WGBS

What it does

Optionally trimmed reads are mapped to the reference genome using a bisulfite-specific aligner (bwa-meth). Quality metrics are collected and synthesized in a QC report, including bisulfite conversion rate, mapping rate, coverage metrics, and methylation bias.

There are two flags that allow skipping certain QC metric calculation, i.e. --skipDOC and --GCbias. These deactivate or activate, respectively, the depth of coverage (DOC) calculations or GC bias calculation done by deepTools.

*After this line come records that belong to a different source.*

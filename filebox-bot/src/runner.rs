use anyhow::Result;
use file_registry::RegistryStore;
use std::sync::Arc;
use tracing::{error, info, instrument};

use crate::chain::HandlerChain;
use crate::components::{build_bot_components, build_handler_chain, json_store, BotComponents};
use crate::config::BotConfig;
use crate::core::{init_tracing, Bot, Message as CoreMessage, ToCoreMessage};
use crate::telegram::{run_polling, TelegramMessageWrapper};

/// FileBot: config, components, and handler chain, without the polling loop.
pub struct FileBot {
    pub config: BotConfig,
    pub components: BotComponents,
    pub handler_chain: HandlerChain,
}

impl FileBot {
    /// Builds the bot over the configured JSON cache file.
    pub async fn new(config: BotConfig) -> Result<Self> {
        let store = json_store(&config);
        Self::with_store(config, store, None).await
    }

    /// Builds the bot with a custom store and, optionally, a custom gateway (e.g. for tests).
    pub async fn with_store(
        config: BotConfig,
        store: Arc<dyn RegistryStore>,
        handler_bot_override: Option<Arc<dyn Bot>>,
    ) -> Result<Self> {
        let components = build_bot_components(&config, store, handler_bot_override).await?;
        let handler_chain = build_handler_chain(&components);
        Ok(Self {
            config,
            components,
            handler_chain,
        })
    }

    /// Handles one Telegram message.
    pub async fn handle_message(&self, msg: &teloxide::types::Message) -> Result<()> {
        let core_msg = TelegramMessageWrapper(msg).to_core();
        self.handle_core_message(&core_msg).await
    }

    /// Drives the handler chain with a core Message. Chain errors are logged, not returned.
    pub async fn handle_core_message(&self, message: &CoreMessage) -> Result<()> {
        if let Err(e) = self.handler_chain.handle(message).await {
            error!(error = %e, chat_id = message.chat.id, "Handler chain failed");
        }
        Ok(())
    }
}

/// Main entry: validate config, init logging, build components, then poll until Ctrl-C.
#[instrument(skip(config))]
pub async fn run_bot(config: BotConfig) -> Result<()> {
    config.validate()?;
    init_tracing(Some(config.log_file()))?;

    info!(
        config_path = %config.path.display(),
        cache_file = %config.cache_file_path(),
        archive_chat_id = config.archive_chat_id(),
        "Initializing bot"
    );

    let bot = FileBot::new(config).await?;
    let teloxide_bot = bot.components.teloxide_bot.clone();
    let bot_username = bot.components.bot_username.clone();
    let poll_timeout = bot.config.poll_timeout();

    info!("Bot started successfully");

    run_polling(teloxide_bot, bot.handler_chain, bot_username, poll_timeout).await
}
//! Handler implementations: request logging and the file command dispatcher.

mod file_handler;
mod logging_handler;

pub use file_handler::FileCommandHandler;
pub use logging_handler::LoggingHandler;
//! User identity type for core messages.

use serde::{Deserialize, Serialize};

/// User identity (id, username, names).
#[derive(Debug, Clone, PartialEq, Eq, Serialize, Deserialize)]
pub struct User {
    pub id: i64,
    pub username: Option<String>,
    pub first_name: Option<String>,
    pub last_name: Option<String>,
}

impl User {
    /// Placeholder for messages without a sender (e.g. channel posts).
    pub fn unknown() -> Self {
        Self {
            id: 0,
            username: None,
            first_name: None,
            last_name: None,
        }
    }
}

If you run the workflow with --fromBAM, you can also choose to skip the re-calculation of most QC metrics with --skipBamQC.

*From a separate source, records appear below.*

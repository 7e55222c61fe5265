//! Numeric bound shared by the binning crates
//!
//! Bin boundaries and payloads are generic over any IEEE float type. The
//! trait below bundles the bounds every crate in the workspace needs so that
//! signatures stay readable.

use num_traits::Float;
use std::fmt::{Debug, Display};

/// Floating-point type usable for bin boundaries and bin values
pub trait BinFloat: Float + Debug + Display + 'static {}

impl<T> BinFloat for T where T: Float + Debug + Display + 'static {}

Methylation ratios are extracted (via MethylDackel) for CpG positions in the reference genome with a minimum coverage specified by --minCoverage and low SNP allelic frequency (<0.25 illegitimate bases). If a sample sheet is provided, Metilene , DMRseq and/or DSS (as specified by --DMRprograms) will be used to find differentially methylated regions (DMRs). Filtering criterion can be changed both for the CpGs used to find DMRs as well as what are considered as significant DMRs.

../../_images/WGBS_pipeline.png

Input requirements

This pipeline requires fastq files and a genome alias, for which bwa-meth index has been built. Optional inputs include a sample sheet with grouping information to use in differential methylation analysis and a blacklist bed file with genomic positions corresponding to known snps to mask single CpG methylation values.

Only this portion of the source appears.